Welcome to This Week in Recovery, a weekly recap of the 5 biggest stories and developments in the recovery industry.
On Tuesday (3/26), Purdue Pharma, the company behind OxyContin, reached a $270 million settlement with the state of Oklahoma. The payment will settle a suit by the state that accused Purdue of helping to create the opioid epidemic that is killing tens of thousands of Americans annually.
Not Enough Youths Getting Treatment For Opioids – Washington Post
Despite the severity of the opioid crisis in the United States there has been a noticeable lack of drug treatment options for youth and minorities, according to a new report. This report states that “youth of color are significantly less likely to receive treatment than their white peers” and that only a small percentage of youth who report opioid abuse receive treatment.
White House Releases Resource Guide for Schools to Prevent Illicit Drug Use – Office of National Drug Control Policy
The White House Office of National Drug Control Policy (ONDCP) released the Administration’s school resource guide for teachers, administrators, and staff to help educate and protect students from substance abuse. “Getting through to students about the dangers of drug use before it’s too late can make all the difference for millions of young Americans and their families,” ONDCP Director Jim Carroll said.
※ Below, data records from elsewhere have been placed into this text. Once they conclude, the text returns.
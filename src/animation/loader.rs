use anyhow::{Context, Result};
use image::RgbImage;
use indicatif::ProgressBar;
use std::path::{Path, PathBuf};

use super::orientation;
use crate::utils::verbose_println;

/// A file that could not be decoded, with the reason it was skipped
#[derive(Debug)]
pub struct SkippedFile {
    pub path: PathBuf,
    pub reason: String,
}

/// Decode every file in order, skipping failures.
///
/// Each successfully decoded image is orientation-corrected and converted to
/// RGB. Decode failures never abort the run; they are collected so the caller
/// can report them. The progress bar ticks once per candidate file.
pub fn load_frames(
    paths: &[PathBuf],
    verbose: bool,
    progress: &ProgressBar,
) -> (Vec<RgbImage>, Vec<SkippedFile>) {
    let mut frames = Vec::with_capacity(paths.len());
    let mut skipped = Vec::new();

    for path in paths {
        if let Some(filename) = path.file_name().and_then(|f| f.to_str()) {
            progress.set_message(filename.to_string());
        }

        match load_single(path, verbose) {
            Ok(img) => frames.push(img),
            Err(e) => {
                verbose_println(verbose, &format!("Skipping {}: {:#}", path.display(), e));
                skipped.push(SkippedFile {
                    path: path.clone(),
                    reason: format!("{:#}", e),
                });
            }
        }

        progress.inc(1);
    }

    (frames, skipped)
}

/// Decode one file into an orientation-corrected RGB frame
fn load_single(path: &Path, verbose: bool) -> Result<RgbImage> {
    let img = image::open(path)
        .with_context(|| format!("Failed to open image: {}", path.display()))?;

    // Drop alpha; the codec library defines the fill for transparent pixels
    let rgb_img = img.to_rgb8();

    // Orientation correction is best-effort: files without EXIF data (or with
    // unreadable metadata) keep their decoded pixel orientation
    match orientation::read_orientation(path) {
        Ok(exif_orientation) => Ok(orientation::apply_rotation(rgb_img, exif_orientation)),
        Err(e) => {
            verbose_println(
                verbose,
                &format!("No EXIF orientation for {}: {:#}", path.display(), e),
            );
            Ok(rgb_img)
        }
    }
}

#[cfg(test)]
mod tests {
    use super::*;
    use image::{ImageBuffer, Rgb};
    use std::fs;

    fn write_png(dir: &Path, name: &str, width: u32, height: u32) -> PathBuf {
        let path = dir.join(name);
        let img: RgbImage = ImageBuffer::from_pixel(width, height, Rgb([120, 40, 200]));
        img.save(&path).unwrap();
        path
    }

    #[test]
    fn test_load_frames_keeps_order() {
        let dir = tempfile::tempdir().unwrap();
        let a = write_png(dir.path(), "a.png", 8, 4);
        let b = write_png(dir.path(), "b.png", 6, 6);

        let pb = ProgressBar::hidden();
        let (frames, skipped) = load_frames(&[a, b], false, &pb);
        assert_eq!(frames.len(), 2);
        assert!(skipped.is_empty());
        assert_eq!(frames[0].dimensions(), (8, 4));
        assert_eq!(frames[1].dimensions(), (6, 6));
    }

    #[test]
    fn test_corrupt_file_is_skipped_not_fatal() {
        let dir = tempfile::tempdir().unwrap();
        let good = write_png(dir.path(), "good.png", 4, 4);
        let bad = dir.path().join("bad.jpg");
        fs::write(&bad, b"this is not a jpeg").unwrap();

        let pb = ProgressBar::hidden();
        let (frames, skipped) = load_frames(&[bad.clone(), good], false, &pb);
        assert_eq!(frames.len(), 1);
        assert_eq!(skipped.len(), 1);
        assert_eq!(skipped[0].path, bad);
        assert!(!skipped[0].reason.is_empty());
    }

    #[test]
    fn test_rgba_png_converts_to_rgb() {
        let dir = tempfile::tempdir().unwrap();
        let path = dir.path().join("alpha.png");
        let img = ImageBuffer::from_pixel(5, 5, image::Rgba([10u8, 20, 30, 128]));
        img.save(&path).unwrap();

        let pb = ProgressBar::hidden();
        let (frames, skipped) = load_frames(&[path], false, &pb);
        assert!(skipped.is_empty());
        assert_eq!(frames[0].dimensions(), (5, 5));
        // Alpha dropped, color channels preserved
        assert_eq!(*frames[0].get_pixel(0, 0), Rgb([10, 20, 30]));
    }
}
In the wake of his death last year, the family of superstar DJ-producer Avicii has launched a new foundation. The Tim Bergling Foundation will raise money for a variety of causes including mental health and suicide prevention, according to Rolling Stone magazine.The Swedish star had been open about his struggles with addiction and mental health and took a break from touring in 2016.
Trump counselor Kellyanne Conway said last week that there has been progress made to combat the opioid epidemic from the executive branch. However, health experts say that there is little evidence that shows progress in the White House’s efforts. They said that the proposed cuts to Medicaid would be harmful for patients seeking addiction treatment.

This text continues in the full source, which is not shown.